━━━━━ Material provided
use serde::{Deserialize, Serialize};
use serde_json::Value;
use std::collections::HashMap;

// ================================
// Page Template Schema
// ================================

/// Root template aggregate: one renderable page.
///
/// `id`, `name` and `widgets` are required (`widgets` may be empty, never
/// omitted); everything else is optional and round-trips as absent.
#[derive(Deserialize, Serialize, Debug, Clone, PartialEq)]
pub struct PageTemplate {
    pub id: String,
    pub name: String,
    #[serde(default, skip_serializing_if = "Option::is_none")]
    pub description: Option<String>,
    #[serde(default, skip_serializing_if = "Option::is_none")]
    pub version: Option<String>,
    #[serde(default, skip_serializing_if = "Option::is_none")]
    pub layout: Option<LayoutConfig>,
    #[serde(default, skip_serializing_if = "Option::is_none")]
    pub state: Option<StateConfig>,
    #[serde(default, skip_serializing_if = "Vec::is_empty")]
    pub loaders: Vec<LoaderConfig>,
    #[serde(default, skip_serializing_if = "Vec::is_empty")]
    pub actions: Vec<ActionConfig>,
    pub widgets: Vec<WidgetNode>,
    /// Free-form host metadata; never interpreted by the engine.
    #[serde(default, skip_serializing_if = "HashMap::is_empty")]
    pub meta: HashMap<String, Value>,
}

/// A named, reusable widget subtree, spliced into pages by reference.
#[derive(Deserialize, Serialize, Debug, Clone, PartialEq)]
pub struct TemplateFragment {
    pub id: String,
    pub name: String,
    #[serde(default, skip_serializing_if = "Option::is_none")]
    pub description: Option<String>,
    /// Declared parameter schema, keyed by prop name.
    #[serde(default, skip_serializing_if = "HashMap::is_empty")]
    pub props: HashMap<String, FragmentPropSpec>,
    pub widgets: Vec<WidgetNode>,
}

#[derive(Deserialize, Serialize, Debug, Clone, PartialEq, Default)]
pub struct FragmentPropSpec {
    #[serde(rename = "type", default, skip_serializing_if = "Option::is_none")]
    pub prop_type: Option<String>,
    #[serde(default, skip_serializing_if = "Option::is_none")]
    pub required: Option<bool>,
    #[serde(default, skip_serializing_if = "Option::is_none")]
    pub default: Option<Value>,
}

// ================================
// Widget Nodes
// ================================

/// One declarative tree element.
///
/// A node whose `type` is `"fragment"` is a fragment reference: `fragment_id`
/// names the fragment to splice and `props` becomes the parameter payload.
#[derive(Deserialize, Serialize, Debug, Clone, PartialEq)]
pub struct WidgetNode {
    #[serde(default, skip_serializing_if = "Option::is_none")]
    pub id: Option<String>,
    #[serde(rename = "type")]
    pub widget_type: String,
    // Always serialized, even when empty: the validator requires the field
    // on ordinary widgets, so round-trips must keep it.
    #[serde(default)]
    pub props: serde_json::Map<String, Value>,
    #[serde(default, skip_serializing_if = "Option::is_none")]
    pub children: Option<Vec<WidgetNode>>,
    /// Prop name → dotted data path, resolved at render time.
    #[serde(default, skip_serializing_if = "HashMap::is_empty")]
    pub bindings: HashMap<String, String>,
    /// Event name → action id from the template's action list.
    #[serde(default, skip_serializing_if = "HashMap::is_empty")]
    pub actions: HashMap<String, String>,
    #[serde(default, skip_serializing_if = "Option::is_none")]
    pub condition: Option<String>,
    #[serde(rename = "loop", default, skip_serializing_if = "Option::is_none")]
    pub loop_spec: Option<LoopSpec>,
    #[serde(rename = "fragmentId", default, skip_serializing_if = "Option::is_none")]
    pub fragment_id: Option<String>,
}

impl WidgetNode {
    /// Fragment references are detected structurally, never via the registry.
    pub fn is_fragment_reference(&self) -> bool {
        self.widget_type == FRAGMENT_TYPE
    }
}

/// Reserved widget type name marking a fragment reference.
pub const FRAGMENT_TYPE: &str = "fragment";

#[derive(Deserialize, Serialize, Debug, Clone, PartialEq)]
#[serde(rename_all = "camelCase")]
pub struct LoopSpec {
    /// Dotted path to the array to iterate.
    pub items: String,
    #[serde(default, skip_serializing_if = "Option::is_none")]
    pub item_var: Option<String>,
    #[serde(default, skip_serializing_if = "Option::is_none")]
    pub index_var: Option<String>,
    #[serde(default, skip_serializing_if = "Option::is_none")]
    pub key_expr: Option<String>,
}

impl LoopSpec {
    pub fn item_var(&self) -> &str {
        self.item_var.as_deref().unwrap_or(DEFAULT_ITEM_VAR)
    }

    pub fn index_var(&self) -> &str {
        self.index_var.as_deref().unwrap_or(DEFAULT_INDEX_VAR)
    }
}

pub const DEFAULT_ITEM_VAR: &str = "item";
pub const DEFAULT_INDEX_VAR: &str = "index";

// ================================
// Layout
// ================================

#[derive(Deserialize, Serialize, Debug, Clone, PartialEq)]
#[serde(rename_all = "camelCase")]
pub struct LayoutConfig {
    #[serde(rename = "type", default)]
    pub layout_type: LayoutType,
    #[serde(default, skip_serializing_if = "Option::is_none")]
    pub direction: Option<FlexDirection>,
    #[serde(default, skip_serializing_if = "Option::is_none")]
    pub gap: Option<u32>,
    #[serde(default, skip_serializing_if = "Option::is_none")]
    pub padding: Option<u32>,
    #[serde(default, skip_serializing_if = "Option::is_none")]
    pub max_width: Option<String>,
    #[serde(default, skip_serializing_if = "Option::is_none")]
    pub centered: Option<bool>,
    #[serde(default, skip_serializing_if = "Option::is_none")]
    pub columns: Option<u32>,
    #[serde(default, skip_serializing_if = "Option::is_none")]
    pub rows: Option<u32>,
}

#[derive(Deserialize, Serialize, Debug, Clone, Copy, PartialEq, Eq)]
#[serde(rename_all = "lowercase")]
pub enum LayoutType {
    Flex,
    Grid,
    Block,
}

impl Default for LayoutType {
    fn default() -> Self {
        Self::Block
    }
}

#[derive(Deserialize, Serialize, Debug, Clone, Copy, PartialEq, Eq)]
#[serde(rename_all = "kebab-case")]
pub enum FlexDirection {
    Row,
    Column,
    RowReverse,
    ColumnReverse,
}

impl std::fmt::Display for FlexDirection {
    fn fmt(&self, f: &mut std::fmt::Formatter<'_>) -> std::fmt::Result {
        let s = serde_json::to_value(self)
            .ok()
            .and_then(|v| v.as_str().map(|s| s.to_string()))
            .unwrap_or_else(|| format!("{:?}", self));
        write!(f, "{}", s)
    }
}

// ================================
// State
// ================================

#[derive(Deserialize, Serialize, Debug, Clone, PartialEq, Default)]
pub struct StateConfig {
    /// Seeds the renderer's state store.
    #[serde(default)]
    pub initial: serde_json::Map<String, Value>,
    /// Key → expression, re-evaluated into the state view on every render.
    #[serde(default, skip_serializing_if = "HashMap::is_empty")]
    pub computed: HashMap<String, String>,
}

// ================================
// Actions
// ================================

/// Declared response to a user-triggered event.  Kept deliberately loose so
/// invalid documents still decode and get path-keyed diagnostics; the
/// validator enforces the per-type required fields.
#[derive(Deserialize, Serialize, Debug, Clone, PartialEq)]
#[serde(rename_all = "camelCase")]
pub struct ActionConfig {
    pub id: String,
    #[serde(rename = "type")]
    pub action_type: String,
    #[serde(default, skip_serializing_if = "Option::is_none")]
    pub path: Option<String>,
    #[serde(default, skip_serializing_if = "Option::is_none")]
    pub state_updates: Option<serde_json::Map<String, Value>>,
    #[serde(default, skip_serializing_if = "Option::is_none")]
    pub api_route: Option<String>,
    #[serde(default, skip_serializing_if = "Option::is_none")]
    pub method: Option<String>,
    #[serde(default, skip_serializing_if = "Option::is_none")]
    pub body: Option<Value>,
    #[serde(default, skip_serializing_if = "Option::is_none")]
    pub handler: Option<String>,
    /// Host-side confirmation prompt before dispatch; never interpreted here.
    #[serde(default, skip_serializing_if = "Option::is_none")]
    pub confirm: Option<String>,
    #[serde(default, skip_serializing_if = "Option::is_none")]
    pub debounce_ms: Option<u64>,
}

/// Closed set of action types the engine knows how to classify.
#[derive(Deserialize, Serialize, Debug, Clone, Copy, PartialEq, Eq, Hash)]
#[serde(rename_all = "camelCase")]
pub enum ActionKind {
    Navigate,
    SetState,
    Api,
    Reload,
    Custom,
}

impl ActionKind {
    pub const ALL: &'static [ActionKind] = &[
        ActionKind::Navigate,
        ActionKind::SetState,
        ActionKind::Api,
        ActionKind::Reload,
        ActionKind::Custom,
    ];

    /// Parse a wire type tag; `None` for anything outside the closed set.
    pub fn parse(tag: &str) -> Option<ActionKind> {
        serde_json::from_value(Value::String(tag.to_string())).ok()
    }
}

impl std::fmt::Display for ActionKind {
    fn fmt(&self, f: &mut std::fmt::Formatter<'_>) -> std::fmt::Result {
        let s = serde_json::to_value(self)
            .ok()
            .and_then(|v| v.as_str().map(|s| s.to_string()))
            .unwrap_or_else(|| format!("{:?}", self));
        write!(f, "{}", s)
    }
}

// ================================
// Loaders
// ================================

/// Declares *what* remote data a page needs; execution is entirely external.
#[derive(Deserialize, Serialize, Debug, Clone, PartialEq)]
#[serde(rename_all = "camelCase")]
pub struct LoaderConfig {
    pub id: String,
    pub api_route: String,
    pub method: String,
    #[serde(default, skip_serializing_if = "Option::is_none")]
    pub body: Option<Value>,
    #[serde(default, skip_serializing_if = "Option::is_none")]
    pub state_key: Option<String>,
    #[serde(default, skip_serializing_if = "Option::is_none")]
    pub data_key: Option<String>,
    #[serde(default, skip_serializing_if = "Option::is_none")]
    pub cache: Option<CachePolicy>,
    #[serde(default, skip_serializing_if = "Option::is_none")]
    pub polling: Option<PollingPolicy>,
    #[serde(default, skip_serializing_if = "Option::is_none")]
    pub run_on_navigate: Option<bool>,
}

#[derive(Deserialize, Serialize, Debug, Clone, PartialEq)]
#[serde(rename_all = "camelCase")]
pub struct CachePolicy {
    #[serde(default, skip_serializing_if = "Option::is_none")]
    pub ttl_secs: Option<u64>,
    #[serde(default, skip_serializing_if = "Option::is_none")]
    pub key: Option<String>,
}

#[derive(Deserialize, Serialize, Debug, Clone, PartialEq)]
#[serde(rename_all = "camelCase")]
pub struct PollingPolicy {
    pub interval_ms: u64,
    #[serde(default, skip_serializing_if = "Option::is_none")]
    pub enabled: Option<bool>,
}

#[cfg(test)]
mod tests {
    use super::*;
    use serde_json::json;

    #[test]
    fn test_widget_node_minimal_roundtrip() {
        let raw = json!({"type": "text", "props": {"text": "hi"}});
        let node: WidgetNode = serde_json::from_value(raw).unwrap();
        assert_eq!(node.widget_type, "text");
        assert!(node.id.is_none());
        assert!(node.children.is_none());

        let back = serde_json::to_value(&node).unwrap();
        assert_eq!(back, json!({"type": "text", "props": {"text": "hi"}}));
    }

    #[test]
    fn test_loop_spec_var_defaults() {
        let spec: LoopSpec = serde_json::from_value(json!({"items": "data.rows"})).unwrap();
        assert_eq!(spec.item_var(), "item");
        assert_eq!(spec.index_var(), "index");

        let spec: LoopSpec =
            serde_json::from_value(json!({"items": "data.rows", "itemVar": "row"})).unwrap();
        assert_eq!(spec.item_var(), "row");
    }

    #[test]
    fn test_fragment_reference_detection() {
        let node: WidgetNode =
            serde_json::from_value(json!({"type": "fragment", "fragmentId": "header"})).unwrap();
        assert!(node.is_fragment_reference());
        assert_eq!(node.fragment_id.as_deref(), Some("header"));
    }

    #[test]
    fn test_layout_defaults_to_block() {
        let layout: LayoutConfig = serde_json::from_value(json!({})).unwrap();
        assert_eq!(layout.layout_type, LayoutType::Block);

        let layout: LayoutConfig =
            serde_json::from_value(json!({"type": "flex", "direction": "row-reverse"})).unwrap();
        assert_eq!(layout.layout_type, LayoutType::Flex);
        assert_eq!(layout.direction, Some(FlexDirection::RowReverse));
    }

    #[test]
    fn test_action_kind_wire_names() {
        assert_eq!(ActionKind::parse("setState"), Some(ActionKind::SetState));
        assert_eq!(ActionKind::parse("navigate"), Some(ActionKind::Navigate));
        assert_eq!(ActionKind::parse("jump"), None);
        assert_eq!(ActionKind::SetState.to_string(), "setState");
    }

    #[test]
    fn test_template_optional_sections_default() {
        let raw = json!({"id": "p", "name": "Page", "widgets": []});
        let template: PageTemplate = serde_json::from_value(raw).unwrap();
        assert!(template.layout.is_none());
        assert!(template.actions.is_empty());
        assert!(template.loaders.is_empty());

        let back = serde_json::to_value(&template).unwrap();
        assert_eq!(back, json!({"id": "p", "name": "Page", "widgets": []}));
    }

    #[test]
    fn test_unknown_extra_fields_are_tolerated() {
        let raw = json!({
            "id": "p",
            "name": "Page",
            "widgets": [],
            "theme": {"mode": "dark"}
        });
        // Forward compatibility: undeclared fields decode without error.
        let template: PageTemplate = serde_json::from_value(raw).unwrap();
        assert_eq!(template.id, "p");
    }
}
━━━━━━━━━━
Exercise details: From the listing above, copy out each line where the word "interpreted" appears.

The completed task:
    /// Free-form host metadata; never interpreted by the engine.
    /// Host-side confirmation prompt before dispatch; never interpreted here.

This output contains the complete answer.